AIM OF THE EXERCISE:
From the data below, please reproduce exactly everything from the line that contains "pub struct RenderConfig" down to the line that contains "camera.update()?;", with both ends included.

━━━━━━━━━━━━━━━━━━━━━━━━━━━━━━

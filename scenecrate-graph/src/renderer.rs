//! Frame rendering
//!
//! The renderer walks the graph in pre-order, carrying the composed matrix of
//! every pending node on an explicit stack, and lets each primitive draw itself
//! before the node's children are visited.

use scenecrate_core::{
    Camera, Color, Matrix4d, MathError, Pixel, PixelSink, RenderContext, DEFAULT_MAX_LINE_STEPS,
};
use serde::{Deserialize, Serialize};
use tracing::{debug, debug_span};

use crate::graph::{NodeId, SceneGraph};

/// Configuration for [`Renderer`]
#[derive(Debug, Clone, PartialEq, Serialize, Deserialize)]
pub struct RenderConfig {
    /// Clear the sink with this color before drawing, or draw over whatever is there
    pub clear_color: Option<Color>,
    /// Lines needing more DDA steps than this are skipped
    pub max_line_steps: usize,
}

impl Default for RenderConfig {
    fn default() -> Self {
        Self {
            clear_color: Some(Color::BLACK),
            max_line_steps: DEFAULT_MAX_LINE_STEPS,
        }
    }
}

/// What a single frame touched
#[derive(Debug, Clone, Copy, Default, PartialEq, Eq)]
pub struct FrameStats {
    /// Nodes reached from the root
    pub nodes: usize,
    /// Primitives asked to render, top-level only
    pub primitives: usize,
    /// Pixels handed to the sink, including those it dropped as out of bounds
    pub pixels: usize,
}

/// Wraps a sink and counts every pixel passing through it
struct CountingSink<'a> {
    inner: &'a mut dyn PixelSink,
    pixels: usize,
}

impl PixelSink for CountingSink<'_> {
    fn put(&mut self, pixel: Pixel) {
        self.pixels += 1;
        self.inner.put(pixel);
    }

    fn width(&self) -> u32 {
        self.inner.width()
    }

    fn height(&self) -> u32 {
        self.inner.height()
    }

    fn clear(&mut self, color: Color) {
        self.inner.clear(color);
    }
}

/// Draws a [`SceneGraph`] through a [`Camera`] onto a [`PixelSink`]
#[derive(Debug, Clone, Default)]
pub struct Renderer {
    config: RenderConfig,
}

impl Renderer {
    pub fn new(config: RenderConfig) -> Self {
        Self { config }
    }

    pub fn config(&self) -> &RenderConfig {
        &self.config
    }

    /// Render one frame.
    ///
    /// The camera is updated first; if its frame is degenerate the error is
    /// returned before the sink is touched. Otherwise the graph is only read.
    pub fn render(
        &self,
        graph: &SceneGraph,
        camera: &mut dyn Camera,
        sink: &mut dyn PixelSink,
    ) -> Result<FrameStats, MathError> {
        let span = debug_span!("frame", width = sink.width(), height = sink.height());
        let _enter = span.enter();

        camera.update()?;
        if let Some(color) = self.config.clear_color {
            sink.clear(color);
        }

        let camera: &dyn Camera = camera;
        let mut counting = CountingSink { inner: sink, pixels: 0 };
        let mut stats = FrameStats::default();

        let root = graph.root();
        let mut stack: Vec<(NodeId, Matrix4d)> = Vec::new();
        if let Some(node) = graph.node(root) {
            stack.push((root, node.transform().matrix()));
        }

        while let Some((id, composed)) = stack.pop() {
            let Some(node) = graph.node(id) else {
                continue;
            };
            stats.nodes += 1;

            let ctx = RenderContext::new(composed).with_max_line_steps(self.config.max_line_steps);
            for primitive in node.primitives() {
                primitive.render(&ctx, camera, &mut counting);
                stats.primitives += 1;
            }

            // reversed so the first child is popped first
            for &child in node.children().iter().rev() {
                if let Some(child_node) = graph.node(child) {
                    stack.push((child, child_node.transform().matrix() * composed));
                }
            }
        }

        stats.pixels = counting.pixels;
        debug!(
            nodes = stats.nodes,
            primitives = stats.primitives,
            pixels = stats.pixels,
            "frame rendered"
        );
        Ok(stats)
    }
}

━━━━━━━━━━━━━━━━━━━━━━━━━━━━━━

RESPONSE TO THIS EXERCISE:
pub struct RenderConfig {
    /// Clear the sink with this color before drawing, or draw over whatever is there
    pub clear_color: Option<Color>,
    /// Lines needing more DDA steps than this are skipped
    pub max_line_steps: usize,
}

impl Default for RenderConfig {
    fn default() -> Self {
        Self {
            clear_color: Some(Color::BLACK),
            max_line_steps: DEFAULT_MAX_LINE_STEPS,
        }
    }
}

/// What a single frame touched
#[derive(Debug, Clone, Copy, Default, PartialEq, Eq)]
pub struct FrameStats {
    /// Nodes reached from the root
    pub nodes: usize,
    /// Primitives asked to render, top-level only
    pub primitives: usize,
    /// Pixels handed to the sink, including those it dropped as out of bounds
    pub pixels: usize,
}

/// Wraps a sink and counts every pixel passing through it
struct CountingSink<'a> {
    inner: &'a mut dyn PixelSink,
    pixels: usize,
}

impl PixelSink for CountingSink<'_> {
    fn put(&mut self, pixel: Pixel) {
        self.pixels += 1;
        self.inner.put(pixel);
    }

    fn width(&self) -> u32 {
        self.inner.width()
    }

    fn height(&self) -> u32 {
        self.inner.height()
    }

    fn clear(&mut self, color: Color) {
        self.inner.clear(color);
    }
}

/// Draws a [`SceneGraph`] through a [`Camera`] onto a [`PixelSink`]
#[derive(Debug, Clone, Default)]
pub struct Renderer {
    config: RenderConfig,
}

impl Renderer {
    pub fn new(config: RenderConfig) -> Self {
        Self { config }
    }

    pub fn config(&self) -> &RenderConfig {
        &self.config
    }

    /// Render one frame.
    ///
    /// The camera is updated first; if its frame is degenerate the error is
    /// returned before the sink is touched. Otherwise the graph is only read.
    pub fn render(
        &self,
        graph: &SceneGraph,
        camera: &mut dyn Camera,
        sink: &mut dyn PixelSink,
    ) -> Result<FrameStats, MathError> {
        let span = debug_span!("frame", width = sink.width(), height = sink.height());
        let _enter = span.enter();

        camera.update()?;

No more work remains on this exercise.